> Try it
Take the entries below and print, exactly, the stretch from the line containing "pub async fn create_orm_conn(database_url: &str)" through the line containing "files.sort();", both included.

> Extracted records
▼

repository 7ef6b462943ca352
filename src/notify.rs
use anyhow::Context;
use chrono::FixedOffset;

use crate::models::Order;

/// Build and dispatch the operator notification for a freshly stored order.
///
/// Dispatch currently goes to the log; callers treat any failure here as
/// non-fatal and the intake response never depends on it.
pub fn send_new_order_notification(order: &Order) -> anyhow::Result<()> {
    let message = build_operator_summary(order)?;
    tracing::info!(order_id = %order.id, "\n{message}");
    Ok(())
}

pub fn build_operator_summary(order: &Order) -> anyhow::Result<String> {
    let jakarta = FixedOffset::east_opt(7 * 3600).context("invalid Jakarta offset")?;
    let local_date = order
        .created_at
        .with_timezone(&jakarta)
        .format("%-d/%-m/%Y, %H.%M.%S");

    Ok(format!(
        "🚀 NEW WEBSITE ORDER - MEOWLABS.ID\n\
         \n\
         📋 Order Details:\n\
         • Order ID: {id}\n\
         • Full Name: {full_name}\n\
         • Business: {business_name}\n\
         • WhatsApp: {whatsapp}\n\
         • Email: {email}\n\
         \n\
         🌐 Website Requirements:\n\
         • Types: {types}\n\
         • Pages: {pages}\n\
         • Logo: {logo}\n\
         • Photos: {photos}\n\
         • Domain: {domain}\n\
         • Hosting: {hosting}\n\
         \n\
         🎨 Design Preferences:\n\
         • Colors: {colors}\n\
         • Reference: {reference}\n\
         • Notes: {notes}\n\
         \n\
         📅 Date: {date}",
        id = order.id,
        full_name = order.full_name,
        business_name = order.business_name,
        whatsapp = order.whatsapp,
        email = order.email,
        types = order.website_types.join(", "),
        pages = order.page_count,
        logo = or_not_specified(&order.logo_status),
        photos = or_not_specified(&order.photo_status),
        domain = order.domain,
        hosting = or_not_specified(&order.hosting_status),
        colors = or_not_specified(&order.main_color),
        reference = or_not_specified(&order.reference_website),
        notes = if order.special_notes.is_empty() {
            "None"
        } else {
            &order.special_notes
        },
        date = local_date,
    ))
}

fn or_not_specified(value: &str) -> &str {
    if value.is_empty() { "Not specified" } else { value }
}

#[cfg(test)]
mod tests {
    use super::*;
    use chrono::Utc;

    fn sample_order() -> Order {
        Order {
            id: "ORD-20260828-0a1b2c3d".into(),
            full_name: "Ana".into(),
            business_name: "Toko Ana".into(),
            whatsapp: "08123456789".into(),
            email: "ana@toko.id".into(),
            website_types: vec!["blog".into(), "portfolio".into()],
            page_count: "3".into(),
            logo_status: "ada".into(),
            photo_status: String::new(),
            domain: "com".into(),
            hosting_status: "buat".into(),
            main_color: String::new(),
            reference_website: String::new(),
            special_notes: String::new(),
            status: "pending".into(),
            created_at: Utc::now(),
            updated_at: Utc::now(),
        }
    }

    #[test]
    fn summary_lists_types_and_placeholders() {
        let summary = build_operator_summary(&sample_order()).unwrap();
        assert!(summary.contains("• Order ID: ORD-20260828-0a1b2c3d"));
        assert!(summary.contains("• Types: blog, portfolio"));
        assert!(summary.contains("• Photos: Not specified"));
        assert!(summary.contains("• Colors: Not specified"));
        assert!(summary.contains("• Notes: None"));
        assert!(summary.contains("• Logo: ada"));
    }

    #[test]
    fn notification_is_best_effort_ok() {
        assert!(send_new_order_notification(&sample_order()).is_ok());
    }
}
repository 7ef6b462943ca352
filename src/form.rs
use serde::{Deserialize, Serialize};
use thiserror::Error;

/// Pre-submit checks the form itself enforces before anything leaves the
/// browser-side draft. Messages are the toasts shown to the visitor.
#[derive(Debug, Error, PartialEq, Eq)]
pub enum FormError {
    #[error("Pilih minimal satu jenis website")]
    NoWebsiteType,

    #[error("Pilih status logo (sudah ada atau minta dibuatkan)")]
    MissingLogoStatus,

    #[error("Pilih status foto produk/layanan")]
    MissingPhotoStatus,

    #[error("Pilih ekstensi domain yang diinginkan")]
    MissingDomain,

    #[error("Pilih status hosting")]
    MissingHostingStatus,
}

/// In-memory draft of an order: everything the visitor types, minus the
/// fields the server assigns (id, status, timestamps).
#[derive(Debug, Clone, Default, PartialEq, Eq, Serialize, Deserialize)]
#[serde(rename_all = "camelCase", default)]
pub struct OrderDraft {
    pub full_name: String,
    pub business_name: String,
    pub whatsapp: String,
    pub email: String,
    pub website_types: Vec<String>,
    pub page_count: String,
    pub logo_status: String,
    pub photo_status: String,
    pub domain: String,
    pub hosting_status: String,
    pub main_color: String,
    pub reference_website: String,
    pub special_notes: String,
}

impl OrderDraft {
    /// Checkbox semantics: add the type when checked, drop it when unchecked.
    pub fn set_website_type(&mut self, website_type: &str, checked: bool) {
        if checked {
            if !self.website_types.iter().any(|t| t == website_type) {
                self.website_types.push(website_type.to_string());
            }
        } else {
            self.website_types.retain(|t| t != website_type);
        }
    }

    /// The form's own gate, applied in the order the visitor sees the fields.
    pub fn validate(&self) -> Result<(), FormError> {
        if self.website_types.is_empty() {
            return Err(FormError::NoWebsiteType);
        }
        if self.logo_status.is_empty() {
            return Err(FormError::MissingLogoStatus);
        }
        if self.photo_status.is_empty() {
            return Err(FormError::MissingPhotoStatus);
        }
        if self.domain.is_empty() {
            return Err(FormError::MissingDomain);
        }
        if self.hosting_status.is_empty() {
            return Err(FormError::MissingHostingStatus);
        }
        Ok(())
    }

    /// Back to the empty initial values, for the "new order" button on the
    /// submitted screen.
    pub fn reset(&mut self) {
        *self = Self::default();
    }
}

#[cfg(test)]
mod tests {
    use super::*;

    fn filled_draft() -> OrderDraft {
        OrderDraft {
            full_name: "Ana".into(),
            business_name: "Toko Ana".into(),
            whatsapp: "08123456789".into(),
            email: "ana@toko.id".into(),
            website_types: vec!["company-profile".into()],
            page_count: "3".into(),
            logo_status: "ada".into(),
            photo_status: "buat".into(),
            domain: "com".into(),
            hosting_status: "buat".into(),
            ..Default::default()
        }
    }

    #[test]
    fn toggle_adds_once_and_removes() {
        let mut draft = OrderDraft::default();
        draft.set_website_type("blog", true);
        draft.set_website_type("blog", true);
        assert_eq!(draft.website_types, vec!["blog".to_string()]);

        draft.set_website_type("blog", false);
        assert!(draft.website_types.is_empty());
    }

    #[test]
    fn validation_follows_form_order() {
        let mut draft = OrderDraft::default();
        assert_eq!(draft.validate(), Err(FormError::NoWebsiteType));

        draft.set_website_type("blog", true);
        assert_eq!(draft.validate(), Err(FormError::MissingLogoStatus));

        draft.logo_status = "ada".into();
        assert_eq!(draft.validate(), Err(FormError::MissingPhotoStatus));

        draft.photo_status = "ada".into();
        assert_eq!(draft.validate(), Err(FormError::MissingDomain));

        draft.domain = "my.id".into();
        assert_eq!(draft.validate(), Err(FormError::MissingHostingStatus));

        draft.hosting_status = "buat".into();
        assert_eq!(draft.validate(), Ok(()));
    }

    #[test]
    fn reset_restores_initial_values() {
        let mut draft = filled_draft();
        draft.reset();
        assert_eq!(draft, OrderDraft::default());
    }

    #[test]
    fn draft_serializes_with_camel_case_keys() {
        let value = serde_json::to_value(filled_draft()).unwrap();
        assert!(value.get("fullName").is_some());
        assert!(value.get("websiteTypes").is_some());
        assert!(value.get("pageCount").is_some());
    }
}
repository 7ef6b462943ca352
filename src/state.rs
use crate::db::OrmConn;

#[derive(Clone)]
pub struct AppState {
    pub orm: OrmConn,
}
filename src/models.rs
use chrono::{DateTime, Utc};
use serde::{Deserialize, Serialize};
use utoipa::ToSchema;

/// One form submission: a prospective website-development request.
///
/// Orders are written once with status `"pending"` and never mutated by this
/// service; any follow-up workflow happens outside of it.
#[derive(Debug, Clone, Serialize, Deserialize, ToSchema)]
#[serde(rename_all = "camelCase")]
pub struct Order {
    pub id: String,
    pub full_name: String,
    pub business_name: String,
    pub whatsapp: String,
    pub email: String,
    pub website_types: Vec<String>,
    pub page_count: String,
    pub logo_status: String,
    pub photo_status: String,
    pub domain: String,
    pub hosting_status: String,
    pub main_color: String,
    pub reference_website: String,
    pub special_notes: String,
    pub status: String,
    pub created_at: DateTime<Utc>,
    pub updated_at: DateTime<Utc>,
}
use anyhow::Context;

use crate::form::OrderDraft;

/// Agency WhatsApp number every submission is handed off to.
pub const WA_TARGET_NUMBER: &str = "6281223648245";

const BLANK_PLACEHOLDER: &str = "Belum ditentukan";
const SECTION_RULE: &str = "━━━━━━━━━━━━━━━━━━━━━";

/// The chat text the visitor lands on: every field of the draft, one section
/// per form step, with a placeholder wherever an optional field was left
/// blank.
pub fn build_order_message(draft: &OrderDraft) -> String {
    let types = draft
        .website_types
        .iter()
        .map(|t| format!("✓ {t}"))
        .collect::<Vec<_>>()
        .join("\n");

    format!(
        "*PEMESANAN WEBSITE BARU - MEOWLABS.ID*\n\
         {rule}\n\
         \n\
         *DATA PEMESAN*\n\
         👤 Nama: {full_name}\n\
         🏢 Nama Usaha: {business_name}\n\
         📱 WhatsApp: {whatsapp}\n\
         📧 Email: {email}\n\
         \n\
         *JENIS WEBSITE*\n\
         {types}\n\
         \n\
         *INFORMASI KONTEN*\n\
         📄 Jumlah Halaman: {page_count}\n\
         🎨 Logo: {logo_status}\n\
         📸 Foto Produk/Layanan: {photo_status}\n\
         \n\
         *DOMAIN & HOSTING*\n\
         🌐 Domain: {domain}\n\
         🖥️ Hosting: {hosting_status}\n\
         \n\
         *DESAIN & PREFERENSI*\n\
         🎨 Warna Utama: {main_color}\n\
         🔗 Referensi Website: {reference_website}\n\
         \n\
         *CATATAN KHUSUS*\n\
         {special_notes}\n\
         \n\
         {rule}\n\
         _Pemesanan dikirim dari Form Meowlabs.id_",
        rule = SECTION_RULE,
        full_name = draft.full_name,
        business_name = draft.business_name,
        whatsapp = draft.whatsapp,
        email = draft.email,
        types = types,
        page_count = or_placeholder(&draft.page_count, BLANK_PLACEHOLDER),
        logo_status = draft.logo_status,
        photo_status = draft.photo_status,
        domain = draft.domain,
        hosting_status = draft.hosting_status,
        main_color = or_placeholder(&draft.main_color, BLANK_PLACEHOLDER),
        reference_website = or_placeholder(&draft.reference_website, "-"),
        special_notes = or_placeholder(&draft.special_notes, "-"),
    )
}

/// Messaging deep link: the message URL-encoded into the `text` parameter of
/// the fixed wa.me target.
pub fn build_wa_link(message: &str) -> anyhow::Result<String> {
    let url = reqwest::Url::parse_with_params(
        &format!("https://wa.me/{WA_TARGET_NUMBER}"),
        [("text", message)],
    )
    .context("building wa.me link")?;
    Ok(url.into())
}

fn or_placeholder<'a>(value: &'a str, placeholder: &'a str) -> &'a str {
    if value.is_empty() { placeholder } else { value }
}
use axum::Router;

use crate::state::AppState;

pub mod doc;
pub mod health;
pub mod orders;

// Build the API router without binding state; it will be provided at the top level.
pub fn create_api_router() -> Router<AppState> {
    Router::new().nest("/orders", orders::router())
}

▲
▼

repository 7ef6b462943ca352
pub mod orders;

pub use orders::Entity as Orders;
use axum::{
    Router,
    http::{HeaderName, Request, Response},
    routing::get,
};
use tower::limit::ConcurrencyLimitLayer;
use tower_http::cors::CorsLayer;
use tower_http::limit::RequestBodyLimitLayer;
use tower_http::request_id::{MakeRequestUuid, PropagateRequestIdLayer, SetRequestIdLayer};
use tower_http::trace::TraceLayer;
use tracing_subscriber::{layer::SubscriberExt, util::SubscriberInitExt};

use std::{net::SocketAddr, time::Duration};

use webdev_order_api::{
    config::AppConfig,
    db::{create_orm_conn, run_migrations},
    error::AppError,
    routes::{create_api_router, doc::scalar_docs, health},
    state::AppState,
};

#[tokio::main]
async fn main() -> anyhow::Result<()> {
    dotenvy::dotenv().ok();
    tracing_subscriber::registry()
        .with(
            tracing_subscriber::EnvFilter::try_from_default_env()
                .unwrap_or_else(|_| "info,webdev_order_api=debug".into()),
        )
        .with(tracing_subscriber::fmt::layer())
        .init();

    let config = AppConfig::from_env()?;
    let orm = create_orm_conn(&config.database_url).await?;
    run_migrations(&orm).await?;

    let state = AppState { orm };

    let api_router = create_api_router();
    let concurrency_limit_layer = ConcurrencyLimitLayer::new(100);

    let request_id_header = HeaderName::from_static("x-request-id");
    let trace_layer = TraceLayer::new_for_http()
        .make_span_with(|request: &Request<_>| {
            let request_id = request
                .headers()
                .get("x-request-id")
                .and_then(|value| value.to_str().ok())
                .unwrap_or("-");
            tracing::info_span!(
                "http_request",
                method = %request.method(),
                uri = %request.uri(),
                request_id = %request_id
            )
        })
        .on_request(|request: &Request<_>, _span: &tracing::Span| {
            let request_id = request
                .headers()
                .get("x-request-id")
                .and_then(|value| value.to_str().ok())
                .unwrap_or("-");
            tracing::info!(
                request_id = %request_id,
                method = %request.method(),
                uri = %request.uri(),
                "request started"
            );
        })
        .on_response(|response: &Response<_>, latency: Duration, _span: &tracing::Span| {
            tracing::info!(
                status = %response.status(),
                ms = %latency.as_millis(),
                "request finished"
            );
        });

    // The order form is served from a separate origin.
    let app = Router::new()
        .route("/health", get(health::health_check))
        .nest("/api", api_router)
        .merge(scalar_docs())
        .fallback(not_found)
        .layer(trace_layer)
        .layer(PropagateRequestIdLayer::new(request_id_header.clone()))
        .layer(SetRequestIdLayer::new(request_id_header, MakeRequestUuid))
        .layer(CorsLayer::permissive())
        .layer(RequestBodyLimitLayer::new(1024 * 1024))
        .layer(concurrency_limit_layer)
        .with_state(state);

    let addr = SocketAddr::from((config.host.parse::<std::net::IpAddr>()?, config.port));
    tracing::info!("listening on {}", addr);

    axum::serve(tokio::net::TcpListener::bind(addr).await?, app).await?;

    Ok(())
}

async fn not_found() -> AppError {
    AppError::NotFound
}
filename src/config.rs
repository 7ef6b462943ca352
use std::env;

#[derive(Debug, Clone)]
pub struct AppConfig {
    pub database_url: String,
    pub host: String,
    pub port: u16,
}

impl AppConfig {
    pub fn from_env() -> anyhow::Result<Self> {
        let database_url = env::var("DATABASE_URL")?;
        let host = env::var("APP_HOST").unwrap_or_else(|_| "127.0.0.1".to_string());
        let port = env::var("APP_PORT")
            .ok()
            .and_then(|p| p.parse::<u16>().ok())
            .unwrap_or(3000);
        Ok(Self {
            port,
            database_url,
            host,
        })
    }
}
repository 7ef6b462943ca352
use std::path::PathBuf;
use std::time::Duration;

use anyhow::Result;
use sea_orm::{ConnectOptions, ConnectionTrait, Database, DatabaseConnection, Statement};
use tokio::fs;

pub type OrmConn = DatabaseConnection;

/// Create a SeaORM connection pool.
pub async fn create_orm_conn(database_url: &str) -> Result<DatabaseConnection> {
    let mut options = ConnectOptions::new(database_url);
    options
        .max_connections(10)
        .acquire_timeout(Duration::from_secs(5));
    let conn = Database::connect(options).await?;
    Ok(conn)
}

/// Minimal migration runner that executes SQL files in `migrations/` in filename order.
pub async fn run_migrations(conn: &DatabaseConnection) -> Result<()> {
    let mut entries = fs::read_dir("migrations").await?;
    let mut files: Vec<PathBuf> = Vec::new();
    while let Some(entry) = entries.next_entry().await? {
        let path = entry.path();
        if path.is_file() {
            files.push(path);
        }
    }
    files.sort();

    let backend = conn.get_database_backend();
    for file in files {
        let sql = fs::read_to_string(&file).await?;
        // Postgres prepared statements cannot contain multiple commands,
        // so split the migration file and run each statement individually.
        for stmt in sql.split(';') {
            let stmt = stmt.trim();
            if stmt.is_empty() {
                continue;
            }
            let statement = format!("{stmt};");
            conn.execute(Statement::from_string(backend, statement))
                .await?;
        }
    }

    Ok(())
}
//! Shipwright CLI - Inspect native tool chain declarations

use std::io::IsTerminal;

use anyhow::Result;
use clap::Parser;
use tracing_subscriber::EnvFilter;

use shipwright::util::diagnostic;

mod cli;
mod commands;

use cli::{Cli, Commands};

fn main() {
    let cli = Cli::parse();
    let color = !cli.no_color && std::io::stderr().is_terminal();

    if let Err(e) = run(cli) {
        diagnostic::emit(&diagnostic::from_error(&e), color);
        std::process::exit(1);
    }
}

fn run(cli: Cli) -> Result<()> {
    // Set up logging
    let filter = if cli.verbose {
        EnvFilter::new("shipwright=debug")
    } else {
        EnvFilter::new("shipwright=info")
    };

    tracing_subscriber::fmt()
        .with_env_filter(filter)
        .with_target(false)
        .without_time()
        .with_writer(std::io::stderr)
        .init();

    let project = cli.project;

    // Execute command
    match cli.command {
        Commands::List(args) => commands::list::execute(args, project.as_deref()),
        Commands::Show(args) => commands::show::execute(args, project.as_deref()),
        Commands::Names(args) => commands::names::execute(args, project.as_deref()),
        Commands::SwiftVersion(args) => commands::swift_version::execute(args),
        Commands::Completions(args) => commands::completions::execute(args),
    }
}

▲
▼

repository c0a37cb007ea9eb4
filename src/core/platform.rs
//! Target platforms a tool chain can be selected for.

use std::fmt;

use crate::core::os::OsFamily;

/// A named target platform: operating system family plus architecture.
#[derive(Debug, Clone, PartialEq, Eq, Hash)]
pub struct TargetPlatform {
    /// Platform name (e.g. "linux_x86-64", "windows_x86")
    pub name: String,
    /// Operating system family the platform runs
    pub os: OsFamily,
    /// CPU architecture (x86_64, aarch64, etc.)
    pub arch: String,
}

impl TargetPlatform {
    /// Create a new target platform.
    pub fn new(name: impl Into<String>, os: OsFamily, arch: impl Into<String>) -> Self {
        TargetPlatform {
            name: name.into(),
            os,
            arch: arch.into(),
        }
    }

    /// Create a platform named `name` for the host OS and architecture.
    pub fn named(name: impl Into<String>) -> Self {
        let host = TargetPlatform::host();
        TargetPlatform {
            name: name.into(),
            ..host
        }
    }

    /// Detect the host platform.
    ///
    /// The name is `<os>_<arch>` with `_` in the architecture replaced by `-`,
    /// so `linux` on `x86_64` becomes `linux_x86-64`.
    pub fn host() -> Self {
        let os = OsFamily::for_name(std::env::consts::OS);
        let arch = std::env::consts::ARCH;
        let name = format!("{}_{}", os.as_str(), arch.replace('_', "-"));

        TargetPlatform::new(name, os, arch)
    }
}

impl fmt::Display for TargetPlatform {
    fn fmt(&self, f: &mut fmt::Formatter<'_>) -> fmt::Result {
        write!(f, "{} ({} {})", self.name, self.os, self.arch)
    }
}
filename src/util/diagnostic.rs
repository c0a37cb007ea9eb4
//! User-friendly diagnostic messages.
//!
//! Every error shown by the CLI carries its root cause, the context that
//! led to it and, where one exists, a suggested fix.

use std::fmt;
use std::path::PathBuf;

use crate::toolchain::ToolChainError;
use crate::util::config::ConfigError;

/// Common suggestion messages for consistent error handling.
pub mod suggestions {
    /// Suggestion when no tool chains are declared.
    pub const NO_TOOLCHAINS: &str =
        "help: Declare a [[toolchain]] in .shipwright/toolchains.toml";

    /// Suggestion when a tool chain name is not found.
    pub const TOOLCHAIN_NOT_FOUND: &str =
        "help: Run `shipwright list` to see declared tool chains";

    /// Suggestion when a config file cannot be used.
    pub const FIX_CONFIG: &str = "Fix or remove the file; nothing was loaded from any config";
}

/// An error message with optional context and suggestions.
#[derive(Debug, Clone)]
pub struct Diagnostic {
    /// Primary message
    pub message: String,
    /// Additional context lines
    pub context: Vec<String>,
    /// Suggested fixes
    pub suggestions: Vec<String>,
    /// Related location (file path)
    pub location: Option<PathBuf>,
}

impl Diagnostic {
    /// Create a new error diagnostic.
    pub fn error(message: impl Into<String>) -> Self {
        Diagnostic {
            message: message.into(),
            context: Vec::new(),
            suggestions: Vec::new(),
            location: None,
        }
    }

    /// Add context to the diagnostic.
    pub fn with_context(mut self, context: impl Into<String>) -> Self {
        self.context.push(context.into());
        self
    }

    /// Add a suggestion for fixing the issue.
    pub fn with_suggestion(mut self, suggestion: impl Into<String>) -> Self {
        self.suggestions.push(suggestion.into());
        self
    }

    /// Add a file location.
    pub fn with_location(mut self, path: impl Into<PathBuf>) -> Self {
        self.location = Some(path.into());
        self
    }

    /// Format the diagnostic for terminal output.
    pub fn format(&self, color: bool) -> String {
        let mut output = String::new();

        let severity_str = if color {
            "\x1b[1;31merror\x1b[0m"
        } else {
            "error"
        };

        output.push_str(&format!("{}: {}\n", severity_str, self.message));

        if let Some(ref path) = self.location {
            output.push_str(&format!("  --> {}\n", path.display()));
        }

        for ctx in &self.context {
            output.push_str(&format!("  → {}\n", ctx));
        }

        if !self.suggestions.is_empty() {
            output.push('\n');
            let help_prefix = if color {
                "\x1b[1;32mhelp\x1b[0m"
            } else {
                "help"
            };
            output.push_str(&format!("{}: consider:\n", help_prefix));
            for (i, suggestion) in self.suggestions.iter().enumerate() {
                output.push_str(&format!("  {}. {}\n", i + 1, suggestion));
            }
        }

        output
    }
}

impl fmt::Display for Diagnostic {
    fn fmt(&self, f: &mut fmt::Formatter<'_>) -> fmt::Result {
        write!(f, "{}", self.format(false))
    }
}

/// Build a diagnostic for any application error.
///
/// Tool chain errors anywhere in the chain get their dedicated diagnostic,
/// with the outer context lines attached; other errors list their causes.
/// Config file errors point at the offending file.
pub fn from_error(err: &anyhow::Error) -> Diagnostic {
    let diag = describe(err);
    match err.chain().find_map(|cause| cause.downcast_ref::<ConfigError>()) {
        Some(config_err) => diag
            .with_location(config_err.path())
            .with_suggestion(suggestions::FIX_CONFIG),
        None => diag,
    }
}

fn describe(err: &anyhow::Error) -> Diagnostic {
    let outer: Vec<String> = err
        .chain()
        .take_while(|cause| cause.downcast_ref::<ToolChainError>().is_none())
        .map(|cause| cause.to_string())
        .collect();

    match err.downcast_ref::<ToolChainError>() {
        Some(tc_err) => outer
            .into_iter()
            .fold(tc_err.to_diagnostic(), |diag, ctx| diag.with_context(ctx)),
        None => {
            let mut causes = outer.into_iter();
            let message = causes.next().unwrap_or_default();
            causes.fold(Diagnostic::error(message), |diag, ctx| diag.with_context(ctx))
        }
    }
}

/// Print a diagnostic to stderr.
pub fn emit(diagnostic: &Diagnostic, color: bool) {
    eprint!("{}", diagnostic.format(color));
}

▲

> Expected answer
pub async fn create_orm_conn(database_url: &str) -> Result<DatabaseConnection> {
    let mut options = ConnectOptions::new(database_url);
    options
        .max_connections(10)
        .acquire_timeout(Duration::from_secs(5));
    let conn = Database::connect(options).await?;
    Ok(conn)
}

/// Minimal migration runner that executes SQL files in `migrations/` in filename order.
pub async fn run_migrations(conn: &DatabaseConnection) -> Result<()> {
    let mut entries = fs::read_dir("migrations").await?;
    let mut files: Vec<PathBuf> = Vec::new();
    while let Some(entry) = entries.next_entry().await? {
        let path = entry.path();
        if path.is_file() {
            files.push(path);
        }
    }
    files.sort();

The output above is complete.